Por ejemplo, desde hace más de diez años el gobierno de Estados Unidos solicitó, sin éxito, la extradición de los hermanos Miguel y Omar Treviño Morales, alias Z-40 y Z-42, respectivamente, líderes de un cártel del narcotráfico. Por ello, el gobierno de México tuvo la necesidad de utilizar otro mecanismo legal, sin precedente, argumentando la seguridad nacional para expulsar del país a presuntos narcotraficantes. Fueron ellos y otros 27 procesados los entregados recientemente a las autoridades estadounidenses en un operativo simultáneo para extraerlos de sus prisiones.

Sin embargo, no es la primera vez que el Ejecutivo Federal está jurídicamente impedido para cumplir con el acuerdo internacional en materia de extradición con los Estados Unidos. Hace 25 años diversos juicios de amparo, promovidos principalmente por narcotraficantes, lograron impedir su extradición argumentando violaciones a dicho tratado. Fue hasta el 29 de noviembre de 2005 que la Suprema Corte abandonó su propia jurisprudencia e interpretó que “la prisión vitalicia no constituye una pena inusitada de las prohibidas por el artículo 22 de la Constitución, por lo que cuando se solicita la extradición es innecesario que el Estado requirente se comprometa a no aplicarla o a imponer una menor que fije su legislación” ( P./J. 2/2006). Con ese precedente se destrabaron varios procesos de extradición en los que se había concedido el amparo. La interpretación de varios juzgadores ocasionaron materialmente que se exigiera a los Estados Unidos, al momento de solicitar la extradición, un compromiso que no estaba expresamente en el tratado.

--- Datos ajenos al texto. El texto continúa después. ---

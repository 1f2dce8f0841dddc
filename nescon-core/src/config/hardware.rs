//! Controller port pin assignment
//!
//! A port uses three GPIOs: data (input, pulled up), latch and clock
//! (outputs). Pins are written the same way as elsewhere in board
//! configs: `"gpio11"`, or `"^gpio4"` to request the internal pull-up.

#[cfg(feature = "serde")]
use serde::{Deserialize, Serialize};

use super::timing::ShiftTiming;

/// Number of user GPIOs on the RP2040
pub const GPIO_COUNT: u8 = 30;

/// Configuration errors
#[derive(Debug, Clone, Copy, PartialEq, Eq)]
#[cfg_attr(feature = "defmt", derive(defmt::Format))]
pub enum ConfigError {
    /// Pin string could not be parsed or names a pin that does not exist
    InvalidPin,
    /// The same GPIO is assigned to more than one line
    DuplicatePin(u8),
    /// Data pin lacks its pull-up, or an output pin requests one
    InvalidPull(u8),
}

/// Pin configuration
#[derive(Debug, Clone, Copy, PartialEq, Eq, Default)]
#[cfg_attr(feature = "defmt", derive(defmt::Format))]
#[cfg_attr(feature = "serde", derive(Serialize, Deserialize))]
pub struct PinConfig {
    /// GPIO pin number (0-29 for RP2040)
    pub pin: u8,
    /// Enable internal pull-up
    pub pull_up: bool,
}

impl PinConfig {
    /// Create a new pin config
    pub const fn new(pin: u8) -> Self {
        Self {
            pin,
            pull_up: false,
        }
    }

    /// Create a pin with pull-up enabled
    pub const fn with_pullup(pin: u8) -> Self {
        Self { pin, pull_up: true }
    }

    /// Parse a pin string such as `"gpio11"` or `"^gpio4"`
    pub fn parse(s: &str) -> Result<Self, ConfigError> {
        let (pin, pull_up) = parse_pin_string(s).ok_or(ConfigError::InvalidPin)?;
        Ok(Self { pin, pull_up })
    }
}

/// Parse a pin string from config
///
/// Supports formats:
/// - "gpio11" -> (11, false)
/// - "^gpio4" -> (4, true) (pull-up)
pub fn parse_pin_string(s: &str) -> Option<(u8, bool)> {
    let s = s.trim();

    let (s, pull_up) = match s.strip_prefix('^') {
        Some(rest) => (rest, true),
        None => (s, false),
    };

    let pin: u8 = s.strip_prefix("gpio")?.parse().ok()?;

    if pin >= GPIO_COUNT {
        return None;
    }

    Some((pin, pull_up))
}

/// Pins and timing for one controller port
#[derive(Debug, Clone, Copy, PartialEq, Eq)]
#[cfg_attr(feature = "defmt", derive(defmt::Format))]
#[cfg_attr(feature = "serde", derive(Serialize, Deserialize))]
pub struct ControllerConfig {
    /// Serial data from the controller (always pulled up)
    pub data: PinConfig,
    /// Latch/load line
    pub latch: PinConfig,
    /// Clock line
    pub clock: PinConfig,
    #[cfg_attr(feature = "serde", serde(default))]
    pub timing: ShiftTiming,
}

impl ControllerConfig {
    /// Create a config from raw GPIO numbers with default timing
    pub const fn new(data: u8, latch: u8, clock: u8) -> Self {
        Self {
            data: PinConfig::with_pullup(data),
            latch: PinConfig::new(latch),
            clock: PinConfig::new(clock),
            timing: ShiftTiming::new(super::timing::DEFAULT_PULSE_US),
        }
    }

    /// Build and validate a config from pin strings
    ///
    /// The data line gets a pull-up whether or not the string asks for one,
    /// so an unplugged controller reads as released instead of floating.
    pub fn from_pin_strings(data: &str, latch: &str, clock: &str) -> Result<Self, ConfigError> {
        let config = Self {
            data: PinConfig {
                pull_up: true,
                ..PinConfig::parse(data)?
            },
            latch: PinConfig::parse(latch)?,
            clock: PinConfig::parse(clock)?,
            timing: ShiftTiming::default(),
        };
        config.validate()?;
        Ok(config)
    }

    /// Replace the shift timing
    pub const fn with_timing(mut self, timing: ShiftTiming) -> Self {
        self.timing = timing;
        self
    }

    /// Check that all pins exist, no pin is used twice, and only the data
    /// line is pulled up
    pub fn validate(&self) -> Result<(), ConfigError> {
        let pins = [self.data.pin, self.latch.pin, self.clock.pin];

        if pins.iter().any(|&pin| pin >= GPIO_COUNT) {
            return Err(ConfigError::InvalidPin);
        }

        if !self.data.pull_up {
            return Err(ConfigError::InvalidPull(self.data.pin));
        }
        for output in [self.latch, self.clock] {
            if output.pull_up {
                return Err(ConfigError::InvalidPull(output.pin));
            }
        }

        for (i, pin) in pins.iter().enumerate() {
            if pins[i + 1..].contains(pin) {
                return Err(ConfigError::DuplicatePin(*pin));
            }
        }

        Ok(())
    }
}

Desde hace tiempo he propuesto una reforma a la Ley de Amparo porque en mi opinión están previstos dos procedimientos para tratar la suspensión como medida cautelar con el fin de evitar la extradición, cuando sólo debiera existir uno. La reforma no sólo debe contemplar la perspectiva de los derechos humanos de quienes son solicitados en extradición, igual de importante son las víctimas que esperan justicia porque el presunto delincuente huyó a otro país y también es fundamental considerar la naturaleza de la extradición, cuyo fin es que ningún delito quede impune.

Recientemente, la Suprema Corte interpretó que en los casos que se admita una demanda de amparo que se promueva contra una extradición “debe decretarse la suspensión de plano y

de oficio para evitar que la persona sea entregada al país requirente”. Con esta orden de la ley y la jurisprudencia, de observancia obligatoria, todos los jueces de amparo de nuestro país seguirán impidiendo materialmente que los criminales más peligrosos puedan ser trasladados a Estados Unidos para enfrentar la justicia allá.

Si bien la jurisprudencia 1a./J. 165/2024 (11a.) pretende armonizar los artículos 126 y 127, fracción I, de la Ley de Amparo, en mi opinión es irrelevante tratar de explicar porqué el legislador federal equivocó en regular dos procedimientos para un solo tema. La esencia es la posibilidad de que el Gobierno Federal pueda probarle a un juez federal que no hay apariencia de un buen derecho para que éste niegue la suspensión, que no trascurran diez años de recursos y debate jurídico para decidir si cumplimos o no con un compromiso internacional. Si no reinventamos el amparo para el tratamiento de la extradición seguramente seguirá siendo observado como un fracaso de los jueces.